Fig. 3. Injury-induced changes in neuron–SGC bidirectional communications.

a,b | Proposed mechanism of coupled activation between neurons. Synchronous activity of adjacent neurons could arise by the spread of depolarization from neuron 1 (N1) to its surrounding satellite glial cells (SGCs), then through gap junctions to SGCs of a nearby neuron and then through gap junctions from these SGCs to N2. Under control conditions, SGCs are coupled mostly to other SGCs around a given neuron (part a). After peripheral injury or inflammation to a neuron (coloured red), SGCs become more strongly coupled to other SGCs around the same neuron (and also to neurons) by newly formed gap junctions. This enables increased transfer of electrical current and small molecules among SGCs and between SGCs and neurons. Such a mechanism can account for coupled neuronal activation (part b). c,d | The chain of events connecting neuronal excitation and glial activation. Resting conditions are shown in part c.
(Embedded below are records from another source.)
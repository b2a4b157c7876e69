//! Conversation history rendering for display and export.

use std::fmt::Write;
use std::str::FromStr;

use chrono::{DateTime, Local, Utc};
use serde::Serialize;

use super::message::{Message, Role};
use super::session::WELCOME_MESSAGE;

/// Output format for a transcript.
#[derive(Debug, Clone, Copy, Default, PartialEq, Eq)]
pub enum TranscriptFormat {
    /// Chat-style lines for the terminal.
    #[default]
    Text,
    /// JSON (full fidelity).
    Json,
    /// Markdown (human readable).
    Markdown,
}

impl FromStr for TranscriptFormat {
    type Err = String;

    fn from_str(s: &str) -> Result<Self, Self::Err> {
        match s.to_ascii_lowercase().as_str() {
            "text" => Ok(Self::Text),
            "json" => Ok(Self::Json),
            "markdown" | "md" => Ok(Self::Markdown),
            other => Err(format!("unknown format '{other}'")),
        }
    }
}

#[derive(Serialize)]
struct ExportedTranscript<'a> {
    exported_at: DateTime<Utc>,
    messages: &'a [Message],
}

/// Render `messages` in the requested format.
///
/// # Errors
///
/// Returns error if JSON serialization fails.
pub fn render(messages: &[Message], format: TranscriptFormat) -> serde_json::Result<String> {
    match format {
        TranscriptFormat::Text => Ok(format_as_text(messages)),
        TranscriptFormat::Json => serde_json::to_string_pretty(&ExportedTranscript {
            exported_at: Utc::now(),
            messages,
        }),
        TranscriptFormat::Markdown => Ok(format_as_markdown(messages)),
    }
}

/// One chat line: `[14:05] you: text`.
#[must_use]
pub fn format_line(message: &Message) -> String {
    format!(
        "[{}] {}: {}",
        format_time(message.timestamp),
        speaker(message.role),
        message.content
    )
}

fn format_as_text(messages: &[Message]) -> String {
    if messages.is_empty() {
        return format!("{}: {WELCOME_MESSAGE}", speaker(Role::Assistant));
    }
    messages
        .iter()
        .map(format_line)
        .collect::<Vec<_>>()
        .join("\n")
}

fn format_as_markdown(messages: &[Message]) -> String {
    let mut md = String::new();

    let _ = writeln!(md, "# Conversation\n");
    let _ = writeln!(md, "**Messages:** {}\n", messages.len());
    let _ = writeln!(md, "---\n");

    for message in messages {
        let heading = match message.role {
            Role::User => "## You",
            Role::Assistant => "## Assistant",
            Role::System => "## System",
        };
        let _ = writeln!(md, "{heading}\n");
        let _ = writeln!(md, "*{}*\n", format_timestamp(message.timestamp));
        let _ = writeln!(md, "{}\n", message.content);
    }

    md
}

const fn speaker(role: Role) -> &'static str {
    match role {
        Role::User => "you",
        Role::Assistant => "assistant",
        Role::System => "system",
    }
}

fn format_time(timestamp: DateTime<Utc>) -> String {
    timestamp.with_timezone(&Local).format("%H:%M").to_string()
}

fn format_timestamp(timestamp: DateTime<Utc>) -> String {
    timestamp
        .with_timezone(&Local)
        .format("%Y-%m-%d %H:%M:%S")
        .to_string()
}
Following neuronal damage, the neuronal cell body fires a high rate of action potentials, which increases intracellular calcium that in turn activates nitric oxide synthase to produce nitric oxide. Nitric oxide diffuses from the neuron and reaches the surrounding SGCs, where it induces cyclic guanosine 5'-monophosphate (cGMP) synthesis. This second messenger can have various actions on SGCs, and may be a key factor in SGC activation. SGC activation includes the release of ATP and cytokines, gap junction formation and increased sensitivity to ATP (part d). NO, nitric oxide; P2R, P2 purinergic receptor; Panx1, pannexin 1; TNF, tumour necrosis factor; TRPV1, transient receptor potential vanilloid type 1 channel.